In a message to the New York Daily News, Santellan said: "If anything, [Zehlif] is being racist against herself because she misinterpreted it."
Recently, "Isis" has been more frequently associated with the Islamic State than with age-old mythology. The jihadist group that has taken responsibility for terrorist attacks around the world is frequently referred to as Isis, an acronym for the Islamic State of Iraq and Syria.
School officials are investigating.
"If they find that a student acted irresponsibly and intentionally, administration will take appropriate actions," Mat Holton, Chaffey Joint Union High School District superintendent, told the Los Angeles Times. "The school will assure students, staff and the community that this regrettable incident in no way represents the values, or beliefs, of Los Osos High School."
The school's principal, Susan Petrocelli, tweeted an apology.
Also, "We should have checked each name carefully in the book and we had no intention to create this misunderstanding," the yearbook team said. "It is our fault and this is absolutely inexcusable on our part."
A statement from the Council of American-Islamic Relations-Los Angeles noted that approximately 200 yearbooks have already been distributed, and that "this may not be the first Islamophobic event to have occurred recently at the school."
More than 3200 students attend Los Osos. Zehlif will likely not return until things are resolved, CAIR said.

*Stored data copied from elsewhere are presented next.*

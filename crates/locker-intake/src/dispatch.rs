use locker_core::types::{KioskId, LockerNum, LockerStatus, OwnerType};

/// What a scan resolves to, run server-side against the State Manager
/// (§4.7's "the state manager treats `device` owners identically to `rfid`
/// owners... but VIP reservations override both").
#[derive(Clone, Debug, PartialEq, Eq)]
pub enum Action {
    /// No locker currently claimed by this uid on this kiosk — reserve a
    /// free, non-VIP one.
    AssignRfid,
    /// uid holds a `Reserved` locker — confirm and pulse it open.
    ConfirmOwnership { locker_id: LockerNum },
    /// uid holds an `Owned` (or VIP) locker — release it.
    PresentRfid { locker_id: LockerNum },
}

/// One locker this owner currently holds on the kiosk, as seen by the
/// dispatcher — just enough to pick an `Action` without giving the intake
/// crate a dependency on the state store.
pub struct OwnedLocker {
    pub locker_id: LockerNum,
    pub status: LockerStatus,
}

/// Looks up what (if anything) `owner_key` currently holds on `kiosk_id`.
/// Implemented by the Gateway against `locker-state`/`locker-store`; kept as
/// a trait here so dispatch logic is unit-testable without a live store.
pub trait OwnershipLookup {
    fn find_owned_locker(&self, kiosk_id: &KioskId, owner_key: &str) -> Option<OwnedLocker>;
}

/// Chooses the State Manager transition for a scan, per §4.7's dispatch
/// rule: a uid that already owns (or has reserved) a locker resumes that
/// flow; otherwise it starts a new one. `owner_type` (`rfid` vs `device`) is
/// not consulted here — the state manager treats both identically per
/// §4.7 — but VIP ownership is surfaced through the same `Owned` lookup,
/// since a VIP locker is simply pre-owned before any scan occurs.
pub fn dispatch(
    lookup: &dyn OwnershipLookup,
    kiosk_id: &KioskId,
    owner_key: &str,
) -> Action {
    match lookup.find_owned_locker(kiosk_id, owner_key) {
        Some(OwnedLocker {
            locker_id,
            status: LockerStatus::Reserved,
        }) => Action::ConfirmOwnership { locker_id },
        Some(OwnedLocker {
            locker_id,
            status: LockerStatus::Owned,
        }) => Action::PresentRfid { locker_id },
        _ => Action::AssignRfid,
    }
}

#[allow(dead_code)]
fn _owner_type_hint(_: OwnerType) {}

#[cfg(test)]
mod tests {
    use super::*;

    struct FakeLookup(Option<OwnedLocker>);

    impl OwnershipLookup for FakeLookup {
        fn find_owned_locker(&self, _kiosk_id: &KioskId, _owner_key: &str) -> Option<OwnedLocker> {
            match &self.0 {
                Some(l) => Some(OwnedLocker {
                    locker_id: l.locker_id,
                    status: l.status,
                }),
                None => None,
            }
        }
    }

    #[test]
    fn no_existing_claim_assigns_a_new_locker() {
        let lookup = FakeLookup(None);
        let action = dispatch(&lookup, &KioskId::new("KIOSK-1"), "UID1");
        assert_eq!(action, Action::AssignRfid);
    }

    #[test]
    fn reserved_locker_confirms_ownership() {
        let lookup = FakeLookup(Some(OwnedLocker {
            locker_id: 5,
            status: LockerStatus::Reserved,
        }));
        let action = dispatch(&lookup, &KioskId::new("KIOSK-1"), "UID1");
        assert_eq!(action, Action::ConfirmOwnership { locker_id: 5 });
    }

    #[test]
    fn owned_locker_presents_for_release() {
        let lookup = FakeLookup(Some(OwnedLocker {
            locker_id: 9,
            status: LockerStatus::Owned,
        }));
        let action = dispatch(&lookup, &KioskId::new("KIOSK-1"), "UID1");
        assert_eq!(action, Action::PresentRfid { locker_id: 9 });
    }

    #[test]
    fn locker_in_an_unrelated_status_is_treated_as_no_claim() {
        // e.g. stale Opening row from a previous pulse that already
        // resolved — dispatch falls back to a fresh assign rather than
        // guessing at a transition the state manager would reject anyway.
        let lookup = FakeLookup(Some(OwnedLocker {
            locker_id: 9,
            status: LockerStatus::Opening,
        }));
        let action = dispatch(&lookup, &KioskId::new("KIOSK-1"), "UID1");
        assert_eq!(action, Action::AssignRfid);
    }
}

"We join with the family in their concern about a possible bias motive for this incident and in the deep concern for their daughter's safety as a result of being falsely labelled as a member of a terrorist group," Hussam Ayloush, the chapter's executive director, said.
Ayloush added: "No student should have to face the humiliation of being associated with a group as reprehensible as ISIS."
Fellow students are encouraging their classmates with copies of the yearbook to correct the error themselves.